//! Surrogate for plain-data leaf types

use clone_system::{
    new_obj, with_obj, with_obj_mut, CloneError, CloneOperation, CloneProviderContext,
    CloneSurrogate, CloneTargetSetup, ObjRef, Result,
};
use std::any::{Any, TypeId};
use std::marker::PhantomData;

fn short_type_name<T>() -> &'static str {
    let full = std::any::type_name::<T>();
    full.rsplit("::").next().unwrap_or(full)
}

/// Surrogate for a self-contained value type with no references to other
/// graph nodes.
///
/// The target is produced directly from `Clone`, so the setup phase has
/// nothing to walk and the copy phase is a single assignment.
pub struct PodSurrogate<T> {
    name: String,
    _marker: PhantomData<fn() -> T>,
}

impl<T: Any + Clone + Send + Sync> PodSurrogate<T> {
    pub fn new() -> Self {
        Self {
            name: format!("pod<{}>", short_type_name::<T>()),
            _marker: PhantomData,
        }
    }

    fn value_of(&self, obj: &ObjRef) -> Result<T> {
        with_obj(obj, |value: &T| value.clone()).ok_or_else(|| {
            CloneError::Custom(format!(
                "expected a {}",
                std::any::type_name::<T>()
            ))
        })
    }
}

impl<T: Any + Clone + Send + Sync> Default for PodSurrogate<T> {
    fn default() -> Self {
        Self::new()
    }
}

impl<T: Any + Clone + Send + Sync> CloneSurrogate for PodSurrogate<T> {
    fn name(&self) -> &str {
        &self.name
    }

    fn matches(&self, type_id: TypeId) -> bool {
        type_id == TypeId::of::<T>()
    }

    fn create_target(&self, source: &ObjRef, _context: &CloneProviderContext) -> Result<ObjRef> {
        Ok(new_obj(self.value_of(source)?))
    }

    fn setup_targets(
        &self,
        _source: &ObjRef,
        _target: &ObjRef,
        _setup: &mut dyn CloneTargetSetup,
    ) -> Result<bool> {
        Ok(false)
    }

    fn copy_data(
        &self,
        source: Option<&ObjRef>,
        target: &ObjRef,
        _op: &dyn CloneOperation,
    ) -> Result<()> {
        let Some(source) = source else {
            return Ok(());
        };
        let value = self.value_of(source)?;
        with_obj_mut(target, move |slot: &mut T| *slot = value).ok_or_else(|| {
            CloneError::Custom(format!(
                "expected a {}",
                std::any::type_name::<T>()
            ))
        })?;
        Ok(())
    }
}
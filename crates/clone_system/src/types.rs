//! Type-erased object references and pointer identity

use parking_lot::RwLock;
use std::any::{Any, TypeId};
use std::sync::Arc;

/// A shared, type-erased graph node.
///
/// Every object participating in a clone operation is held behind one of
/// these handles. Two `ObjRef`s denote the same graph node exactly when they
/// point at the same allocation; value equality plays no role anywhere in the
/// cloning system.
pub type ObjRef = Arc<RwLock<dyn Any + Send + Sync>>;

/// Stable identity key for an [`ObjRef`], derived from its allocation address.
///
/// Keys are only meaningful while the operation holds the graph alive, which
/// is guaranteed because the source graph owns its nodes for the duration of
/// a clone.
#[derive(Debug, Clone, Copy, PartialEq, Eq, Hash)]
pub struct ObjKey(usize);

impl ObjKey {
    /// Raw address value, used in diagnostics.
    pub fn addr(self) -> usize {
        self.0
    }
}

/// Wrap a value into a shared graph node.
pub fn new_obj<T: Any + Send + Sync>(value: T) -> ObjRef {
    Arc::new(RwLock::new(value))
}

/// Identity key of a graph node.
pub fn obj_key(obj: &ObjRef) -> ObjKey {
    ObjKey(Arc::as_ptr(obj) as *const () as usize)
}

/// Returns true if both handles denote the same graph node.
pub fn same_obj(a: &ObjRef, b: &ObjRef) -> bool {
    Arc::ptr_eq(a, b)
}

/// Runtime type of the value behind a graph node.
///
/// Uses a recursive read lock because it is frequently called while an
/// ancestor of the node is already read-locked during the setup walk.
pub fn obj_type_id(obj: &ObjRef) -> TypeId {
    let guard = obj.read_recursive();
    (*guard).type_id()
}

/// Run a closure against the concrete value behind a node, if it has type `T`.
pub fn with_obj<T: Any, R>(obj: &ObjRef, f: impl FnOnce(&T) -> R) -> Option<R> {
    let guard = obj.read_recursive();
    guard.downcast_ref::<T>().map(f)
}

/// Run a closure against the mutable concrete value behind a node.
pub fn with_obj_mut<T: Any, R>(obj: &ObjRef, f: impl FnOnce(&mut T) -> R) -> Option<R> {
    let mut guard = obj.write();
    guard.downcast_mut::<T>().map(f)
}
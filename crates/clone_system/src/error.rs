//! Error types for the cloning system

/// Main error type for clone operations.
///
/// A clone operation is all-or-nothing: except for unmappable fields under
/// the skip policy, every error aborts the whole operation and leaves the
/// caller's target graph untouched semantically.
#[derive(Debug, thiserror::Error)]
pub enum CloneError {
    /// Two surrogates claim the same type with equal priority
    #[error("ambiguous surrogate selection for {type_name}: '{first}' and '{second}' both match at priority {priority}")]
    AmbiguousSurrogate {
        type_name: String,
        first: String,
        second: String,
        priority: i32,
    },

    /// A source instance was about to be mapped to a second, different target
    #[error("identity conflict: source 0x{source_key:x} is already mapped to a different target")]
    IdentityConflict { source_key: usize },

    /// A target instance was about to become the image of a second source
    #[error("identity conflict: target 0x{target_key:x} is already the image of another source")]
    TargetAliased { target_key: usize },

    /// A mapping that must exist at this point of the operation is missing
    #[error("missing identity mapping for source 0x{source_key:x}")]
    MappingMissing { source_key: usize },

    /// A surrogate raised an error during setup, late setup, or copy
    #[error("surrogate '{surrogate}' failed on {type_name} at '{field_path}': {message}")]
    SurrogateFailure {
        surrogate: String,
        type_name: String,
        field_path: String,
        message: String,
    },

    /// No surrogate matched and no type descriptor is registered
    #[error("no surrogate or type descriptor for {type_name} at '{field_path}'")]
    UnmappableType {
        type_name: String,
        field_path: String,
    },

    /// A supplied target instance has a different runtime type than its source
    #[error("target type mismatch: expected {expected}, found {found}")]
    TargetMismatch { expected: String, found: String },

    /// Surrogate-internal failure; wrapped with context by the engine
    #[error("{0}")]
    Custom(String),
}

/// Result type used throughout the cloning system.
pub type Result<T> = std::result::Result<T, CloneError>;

_ _ _ _

PROBLEM
A reply that repeats all the data exactly is required.

WRITTEN RESPONSE
//! Surrogate for plain-data leaf types

use clone_system::{
    new_obj, with_obj, with_obj_mut, CloneError, CloneOperation, CloneProviderContext,
    CloneSurrogate, CloneTargetSetup, ObjRef, Result,
};
use std::any::{Any, TypeId};
use std::marker::PhantomData;

fn short_type_name<T>() -> &'static str {
    let full = std::any::type_name::<T>();
    full.rsplit("::").next().unwrap_or(full)
}

/// Surrogate for a self-contained value type with no references to other
/// graph nodes.
///
/// The target is produced directly from `Clone`, so the setup phase has
/// nothing to walk and the copy phase is a single assignment.
pub struct PodSurrogate<T> {
    name: String,
    _marker: PhantomData<fn() -> T>,
}

impl<T: Any + Clone + Send + Sync> PodSurrogate<T> {
    pub fn new() -> Self {
        Self {
            name: format!("pod<{}>", short_type_name::<T>()),
            _marker: PhantomData,
        }
    }

    fn value_of(&self, obj: &ObjRef) -> Result<T> {
        with_obj(obj, |value: &T| value.clone()).ok_or_else(|| {
            CloneError::Custom(format!(
                "expected a {}",
                std::any::type_name::<T>()
            ))
        })
    }
}

impl<T: Any + Clone + Send + Sync> Default for PodSurrogate<T> {
    fn default() -> Self {
        Self::new()
    }
}

impl<T: Any + Clone + Send + Sync> CloneSurrogate for PodSurrogate<T> {
    fn name(&self) -> &str {
        &self.name
    }

    fn matches(&self, type_id: TypeId) -> bool {
        type_id == TypeId::of::<T>()
    }

    fn create_target(&self, source: &ObjRef, _context: &CloneProviderContext) -> Result<ObjRef> {
        Ok(new_obj(self.value_of(source)?))
    }

    fn setup_targets(
        &self,
        _source: &ObjRef,
        _target: &ObjRef,
        _setup: &mut dyn CloneTargetSetup,
    ) -> Result<bool> {
        Ok(false)
    }

    fn copy_data(
        &self,
        source: Option<&ObjRef>,
        target: &ObjRef,
        _op: &dyn CloneOperation,
    ) -> Result<()> {
        let Some(source) = source else {
            return Ok(());
        };
        let value = self.value_of(source)?;
        with_obj_mut(target, move |slot: &mut T| *slot = value).ok_or_else(|| {
            CloneError::Custom(format!(
                "expected a {}",
                std::any::type_name::<T>()
            ))
        })?;
        Ok(())
    }
}
filename crates/clone_system/src/types.rs
//! Type-erased object references and pointer identity

use parking_lot::RwLock;
use std::any::{Any, TypeId};
use std::sync::Arc;

/// A shared, type-erased graph node.
///
/// Every object participating in a clone operation is held behind one of
/// these handles. Two `ObjRef`s denote the same graph node exactly when they
/// point at the same allocation; value equality plays no role anywhere in the
/// cloning system.
pub type ObjRef = Arc<RwLock<dyn Any + Send + Sync>>;

/// Stable identity key for an [`ObjRef`], derived from its allocation address.
///
/// Keys are only meaningful while the operation holds the graph alive, which
/// is guaranteed because the source graph owns its nodes for the duration of
/// a clone.
#[derive(Debug, Clone, Copy, PartialEq, Eq, Hash)]
pub struct ObjKey(usize);

impl ObjKey {
    /// Raw address value, used in diagnostics.
    pub fn addr(self) -> usize {
        self.0
    }
}

/// Wrap a value into a shared graph node.
pub fn new_obj<T: Any + Send + Sync>(value: T) -> ObjRef {
    Arc::new(RwLock::new(value))
}

/// Identity key of a graph node.
pub fn obj_key(obj: &ObjRef) -> ObjKey {
    ObjKey(Arc::as_ptr(obj) as *const () as usize)
}

/// Returns true if both handles denote the same graph node.
pub fn same_obj(a: &ObjRef, b: &ObjRef) -> bool {
    Arc::ptr_eq(a, b)
}

/// Runtime type of the value behind a graph node.
///
/// Uses a recursive read lock because it is frequently called while an
/// ancestor of the node is already read-locked during the setup walk.
pub fn obj_type_id(obj: &ObjRef) -> TypeId {
    let guard = obj.read_recursive();
    (*guard).type_id()
}

/// Run a closure against the concrete value behind a node, if it has type `T`.
pub fn with_obj<T: Any, R>(obj: &ObjRef, f: impl FnOnce(&T) -> R) -> Option<R> {
    let guard = obj.read_recursive();
    guard.downcast_ref::<T>().map(f)
}

/// Run a closure against the mutable concrete value behind a node.
pub fn with_obj_mut<T: Any, R>(obj: &ObjRef, f: impl FnOnce(&mut T) -> R) -> Option<R> {
    let mut guard = obj.write();
    guard.downcast_mut::<T>().map(f)
}
filename crates/clone_system/src/error.rs
//! Error types for the cloning system

/// Main error type for clone operations.
///
/// A clone operation is all-or-nothing: except for unmappable fields under
/// the skip policy, every error aborts the whole operation and leaves the
/// caller's target graph untouched semantically.
#[derive(Debug, thiserror::Error)]
pub enum CloneError {
    /// Two surrogates claim the same type with equal priority
    #[error("ambiguous surrogate selection for {type_name}: '{first}' and '{second}' both match at priority {priority}")]
    AmbiguousSurrogate {
        type_name: String,
        first: String,
        second: String,
        priority: i32,
    },

    /// A source instance was about to be mapped to a second, different target
    #[error("identity conflict: source 0x{source_key:x} is already mapped to a different target")]
    IdentityConflict { source_key: usize },

    /// A target instance was about to become the image of a second source
    #[error("identity conflict: target 0x{target_key:x} is already the image of another source")]
    TargetAliased { target_key: usize },

    /// A mapping that must exist at this point of the operation is missing
    #[error("missing identity mapping for source 0x{source_key:x}")]
    MappingMissing { source_key: usize },

    /// A surrogate raised an error during setup, late setup, or copy
    #[error("surrogate '{surrogate}' failed on {type_name} at '{field_path}': {message}")]
    SurrogateFailure {
        surrogate: String,
        type_name: String,
        field_path: String,
        message: String,
    },

    /// No surrogate matched and no type descriptor is registered
    #[error("no surrogate or type descriptor for {type_name} at '{field_path}'")]
    UnmappableType {
        type_name: String,
        field_path: String,
    },

    /// A supplied target instance has a different runtime type than its source
    #[error("target type mismatch: expected {expected}, found {found}")]
    TargetMismatch { expected: String, found: String },

    /// Surrogate-internal failure; wrapped with context by the engine
    #[error("{0}")]
    Custom(String),
}

/// Result type used throughout the cloning system.
pub type Result<T> = std::result::Result<T, CloneError>;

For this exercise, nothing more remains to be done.